The Dream of Joseph, 1855, Alexander Ivanov
As was the habit of may academic classicist painters, Ivanov seldom wasted an opportunity to include nude figures in his work. However it doesn't take long in studying his paintings to realize the vast majority were male, with a predisposition toward painting nude adolescent boys. I'm always reluctant to frame artists according to suspected sexual orientation, but in this case, Ivanov not only seems to have been gay, but quite possibly a pedophile. His Nude Boy on a White Blanket (below) from 1850, is one of his "less offensive" such efforts. He appears to have gone so far as to "insert" nude figures in his religious works to the extent they become curious by their presence and state of undress, forever raising the question, "why?" His mythological work such as his Apollo, Hyacinth and Cyparissus Singing and Playing (too erotic to display here), even his genre scenes, are replete with numerous such depictions.
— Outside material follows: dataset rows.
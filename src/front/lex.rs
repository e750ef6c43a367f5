//! The lexer.

use derive_more::Display;
use regex::Regex;

use crate::common::{id, Id, Loc};

/// Tokens in the program
#[derive(Clone, Copy, PartialEq, Eq, Display)]
#[display("kind: '{kind}', part of input: '{text}'")]
pub struct Token<'src> {
    /// What token class this token belongs to.
    pub kind: TokenKind,
    /// What part of the input this token carries.
    pub text: &'src str,
    /// Where the token starts.
    pub loc: Loc,
}

/// Token classes.
#[derive(Clone, Copy, PartialEq, Eq, Display, Debug)]
pub enum TokenKind {
    #[display("id")]
    Id,
    #[display("num")]
    Num,
    #[display("hexnum")]
    HexNum,
    #[display("charlit")]
    CharLit,
    #[display("string")]
    Str,
    // Keywords
    #[display("int")]
    KwInt,
    #[display("char")]
    KwChar,
    #[display("short")]
    KwShort,
    #[display("long")]
    KwLong,
    #[display("unsigned")]
    KwUnsigned,
    #[display("signed")]
    KwSigned,
    #[display("void")]
    KwVoid,
    #[display("struct")]
    KwStruct,
    #[display("union")]
    KwUnion,
    #[display("enum")]
    KwEnum,
    #[display("return")]
    KwReturn,
    #[display("if")]
    KwIf,
    #[display("else")]
    KwElse,
    #[display("while")]
    KwWhile,
    #[display("do")]
    KwDo,
    #[display("for")]
    KwFor,
    #[display("break")]
    KwBreak,
    #[display("continue")]
    KwContinue,
    #[display("goto")]
    KwGoto,
    #[display("switch")]
    KwSwitch,
    #[display("case")]
    KwCase,
    #[display("default")]
    KwDefault,
    #[display("sizeof")]
    KwSizeof,
    #[display("static")]
    KwStatic,
    #[display("extern")]
    KwExtern,
    #[display("_Cleanup")]
    KwCleanup,
    // Punctuation, longest spellings first so the matcher order is valid
    #[display("<<=")]
    ShlAssign,
    #[display(">>=")]
    ShrAssign,
    #[display("->")]
    Arrow,
    #[display("++")]
    PlusPlus,
    #[display("--")]
    MinusMinus,
    #[display("<<")]
    Shl,
    #[display(">>")]
    Shr,
    #[display("<=")]
    Le,
    #[display(">=")]
    Ge,
    #[display("==")]
    EqEq,
    #[display("!=")]
    NotEq,
    #[display("&&")]
    AndAnd,
    #[display("||")]
    OrOr,
    #[display("+=")]
    PlusAssign,
    #[display("-=")]
    MinusAssign,
    #[display("*=")]
    StarAssign,
    #[display("/=")]
    SlashAssign,
    #[display("%=")]
    PercentAssign,
    #[display("&=")]
    AmpAssign,
    #[display("|=")]
    PipeAssign,
    #[display("^=")]
    CaretAssign,
    #[display("+")]
    Plus,
    #[display("-")]
    Minus,
    #[display("*")]
    Star,
    #[display("/")]
    Slash,
    #[display("%")]
    Percent,
    #[display("&")]
    Amp,
    #[display("|")]
    Pipe,
    #[display("^")]
    Caret,
    #[display("~")]
    Tilde,
    #[display("!")]
    Not,
    #[display("<")]
    Lt,
    #[display(">")]
    Gt,
    #[display("=")]
    Assign,
    #[display("?")]
    Question,
    #[display(":")]
    Colon,
    #[display(";")]
    Semi,
    #[display(",")]
    Comma,
    #[display(".")]
    Dot,
    #[display("(")]
    LParen,
    #[display(")")]
    RParen,
    #[display("[")]
    LBracket,
    #[display("]")]
    RBracket,
    #[display("{{")]
    LBrace,
    #[display("}}")]
    RBrace,
}

pub struct LexError(pub Loc, pub char);

impl std::fmt::Display for LexError {
    fn fmt(&self, f: &mut std::fmt::Formatter<'_>) -> std::fmt::Result {
        write!(f, "Lexer error: unexpected character {:?} at {}", self.1, self.0)
    }
}

impl std::fmt::Debug for LexError {
    fn fmt(&self, f: &mut std::fmt::Formatter<'_>) -> std::fmt::Result {
        write!(f, "{self}")
    }
}

/// The punctuation table, in matcher order.
const PUNCT: &[(&str, TokenKind)] = &[
    ("<<=", TokenKind::ShlAssign),
    (">>=", TokenKind::ShrAssign),
    ("->", TokenKind::Arrow),
    ("++", TokenKind::PlusPlus),
    ("--", TokenKind::MinusMinus),
    ("<<", TokenKind::Shl),
    (">>", TokenKind::Shr),
    ("<=", TokenKind::Le),
    (">=", TokenKind::Ge),
    ("==", TokenKind::EqEq),
    ("!=", TokenKind::NotEq),
    ("&&", TokenKind::AndAnd),
    ("||", TokenKind::OrOr),
    ("+=", TokenKind::PlusAssign),
    ("-=", TokenKind::MinusAssign),
    ("*=", TokenKind::StarAssign),
    ("/=", TokenKind::SlashAssign),
    ("%=", TokenKind::PercentAssign),
    ("&=", TokenKind::AmpAssign),
    ("|=", TokenKind::PipeAssign),
    ("^=", TokenKind::CaretAssign),
    ("+", TokenKind::Plus),
    ("-", TokenKind::Minus),
    ("*", TokenKind::Star),
    ("/", TokenKind::Slash),
    ("%", TokenKind::Percent),
    ("&", TokenKind::Amp),
    ("|", TokenKind::Pipe),
    ("^", TokenKind::Caret),
    ("~", TokenKind::Tilde),
    ("!", TokenKind::Not),
    ("<", TokenKind::Lt),
    (">", TokenKind::Gt),
    ("=", TokenKind::Assign),
    ("?", TokenKind::Question),
    (":", TokenKind::Colon),
    (";", TokenKind::Semi),
    (",", TokenKind::Comma),
    (".", TokenKind::Dot),
    ("(", TokenKind::LParen),
    (")", TokenKind::RParen),
    ("[", TokenKind::LBracket),
    ("]", TokenKind::RBracket),
    ("{", TokenKind::LBrace),
    ("}", TokenKind::RBrace),
];

const KEYWORDS: &[(&str, TokenKind)] = &[
    ("int", TokenKind::KwInt),
    ("char", TokenKind::KwChar),
    ("short", TokenKind::KwShort),
    ("long", TokenKind::KwLong),
    ("unsigned", TokenKind::KwUnsigned),
    ("signed", TokenKind::KwSigned),
    ("void", TokenKind::KwVoid),
    ("struct", TokenKind::KwStruct),
    ("union", TokenKind::KwUnion),
    ("enum", TokenKind::KwEnum),
    ("return", TokenKind::KwReturn),
    ("if", TokenKind::KwIf),
    ("else", TokenKind::KwElse),
    ("while", TokenKind::KwWhile),
    ("do", TokenKind::KwDo),
    ("for", TokenKind::KwFor),
    ("break", TokenKind::KwBreak),
    ("continue", TokenKind::KwContinue),
    ("goto", TokenKind::KwGoto),
    ("switch", TokenKind::KwSwitch),
    ("case", TokenKind::KwCase),
    ("default", TokenKind::KwDefault),
    ("sizeof", TokenKind::KwSizeof),
    ("static", TokenKind::KwStatic),
    ("extern", TokenKind::KwExtern),
    ("_Cleanup", TokenKind::KwCleanup),
];

pub struct Lexer<'input> {
    input: &'input str,
    pos: usize,
    file: Id,
    line: u32,
    col: u32,
    whitespace: Regex,
    matchers: Vec<(Regex, TokenKind)>,
}

impl<'input> Lexer<'input> {
    pub fn new(file: &str, input: &'input str) -> Self {
        let mut matchers = vec![
            (
                Regex::new(r"\A'(?:\\.|[^'\\])'").unwrap(),
                TokenKind::CharLit,
            ),
            (
                Regex::new(r#"\A"(?:\\.|[^"\\])*""#).unwrap(),
                TokenKind::Str,
            ),
            (
                Regex::new(r"\A0[xX][0-9a-fA-F]+[uUlL]*").unwrap(),
                TokenKind::HexNum,
            ),
            (Regex::new(r"\A[0-9]+[uUlL]*").unwrap(), TokenKind::Num),
            (
                Regex::new(r"\A[A-Za-z_][A-Za-z0-9_]*").unwrap(),
                TokenKind::Id,
            ),
        ];
        for (text, kind) in PUNCT {
            matchers.push((Regex::new(&format!(r"\A{}", regex::escape(text))).unwrap(), *kind));
        }
        Lexer {
            input,
            pos: 0,
            file: id(file),
            line: 1,
            col: 1,
            whitespace: Regex::new(r"\A(?:[ \t\f\r\n\v]|(?://[^\n]*)|(?:/\*[\s\S]*?\*/))*")
                .unwrap(),
            matchers,
        }
    }

    /// Has the lexer reached the end of input?
    pub fn end_of_input(&self) -> bool {
        self.pos == self.input.len()
    }

    pub fn loc(&self) -> Loc {
        Loc::new(self.file, self.line, self.col)
    }

    /// Advance the position over `text`, keeping line/column current.
    fn advance(&mut self, len: usize) {
        let text = &self.input[self.pos..self.pos + len];
        for ch in text.chars() {
            if ch == '\n' {
                self.line += 1;
                self.col = 1;
            } else {
                self.col += 1;
            }
        }
        self.pos += len;
    }

    // Skip comments and whitespace
    fn skip_whitespace(&mut self) {
        if let Some(m) = self.whitespace.find(&self.input[self.pos..]) {
            self.advance(m.end());
        }
    }

    /// Get the next token if possible.
    ///
    /// The return type distinguishes between end-of-input and lexer error.
    pub fn next(&mut self) -> Result<Option<Token<'input>>, LexError> {
        self.skip_whitespace();
        if self.end_of_input() {
            return Ok(None);
        }
        let loc = self.loc();
        let rest = &self.input[self.pos..];
        // First matcher wins; the table is ordered so longer spellings come
        // before their prefixes.
        let matched = self
            .matchers
            .iter()
            .find_map(|(re, kind)| re.find(rest).map(|m| (m.end(), *kind)));
        let Some((len, kind)) = matched else {
            return Err(LexError(loc, rest.chars().next().unwrap_or('\0')));
        };
        let text = &rest[..len];
        let kind = if kind == TokenKind::Id {
            KEYWORDS
                .iter()
                .find(|(kw, _)| *kw == text)
                .map(|(_, k)| *k)
                .unwrap_or(TokenKind::Id)
        } else {
            kind
        };
        self.advance(len);
        Ok(Some(Token { kind, text, loc }))
    }

    /// Lex the whole input.
    pub fn tokens(mut self) -> Result<Vec<Token<'input>>, LexError> {
        let mut out = Vec::new();
        while let Some(token) = self.next()? {
            out.push(token);
        }
        Ok(out)
    }
}

#[cfg(test)]
mod tests {
    use super::*;

    fn kinds(input: &str) -> Vec<TokenKind> {
        Lexer::new("t.c", input)
            .tokens()
            .unwrap()
            .into_iter()
            .map(|t| t.kind)
            .collect()
    }

    #[test]
    fn keywords_and_identifiers() {
        use TokenKind::*;
        assert_eq!(
            kinds("int main unsigned x _Cleanup"),
            vec![KwInt, Id, KwUnsigned, Id, KwCleanup]
        );
    }

    #[test]
    fn longest_punctuation_wins() {
        use TokenKind::*;
        assert_eq!(kinds("<<= << < <= ->"), vec![ShlAssign, Shl, Lt, Le, Arrow]);
    }

    #[test]
    fn comments_and_positions() {
        let toks = Lexer::new("t.c", "// line one\nx /* mid */ 42")
            .tokens()
            .unwrap();
        assert_eq!(toks.len(), 2);
        assert_eq!(toks[0].loc.line, 2);
        assert_eq!(toks[0].loc.col, 1);
        assert_eq!(toks[1].kind, TokenKind::Num);
        assert_eq!(toks[1].text, "42");
    }

    #[test]
    fn literals() {
        use TokenKind::*;
        assert_eq!(kinds(r#"'a' '\n' "hi" 0x1F 10u"#), vec![CharLit, CharLit, Str, HexNum, Num]);
    }
}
Nude Boy on a White Blanket, 1850, Alexander Ivanov.

Bellerophon Is Sent to the Campaign Against
the Chimera, 1829, Alexander Ivanov
Alexander Ivanov died relatively young, in 1858 at the age of fifty-two. As quite often happens in the case of artists such as Ivanov, his work grew in acceptance and appreciation after his death. Succeeding generations, perhaps more attuned to his art rather than the man, came to admire the thoroughness with which he approached his work as well as his command of human expressions and the male nude. Ivanov's French and Italian admirers seem to have had a greater love of such work as Ivanov's 1829 Bellerophon Is Sent to the Campaign Against the Chimera (right) than did fellow artists in his home country, which then, as now, seems to have a low tolerance for homoerotic art imagery.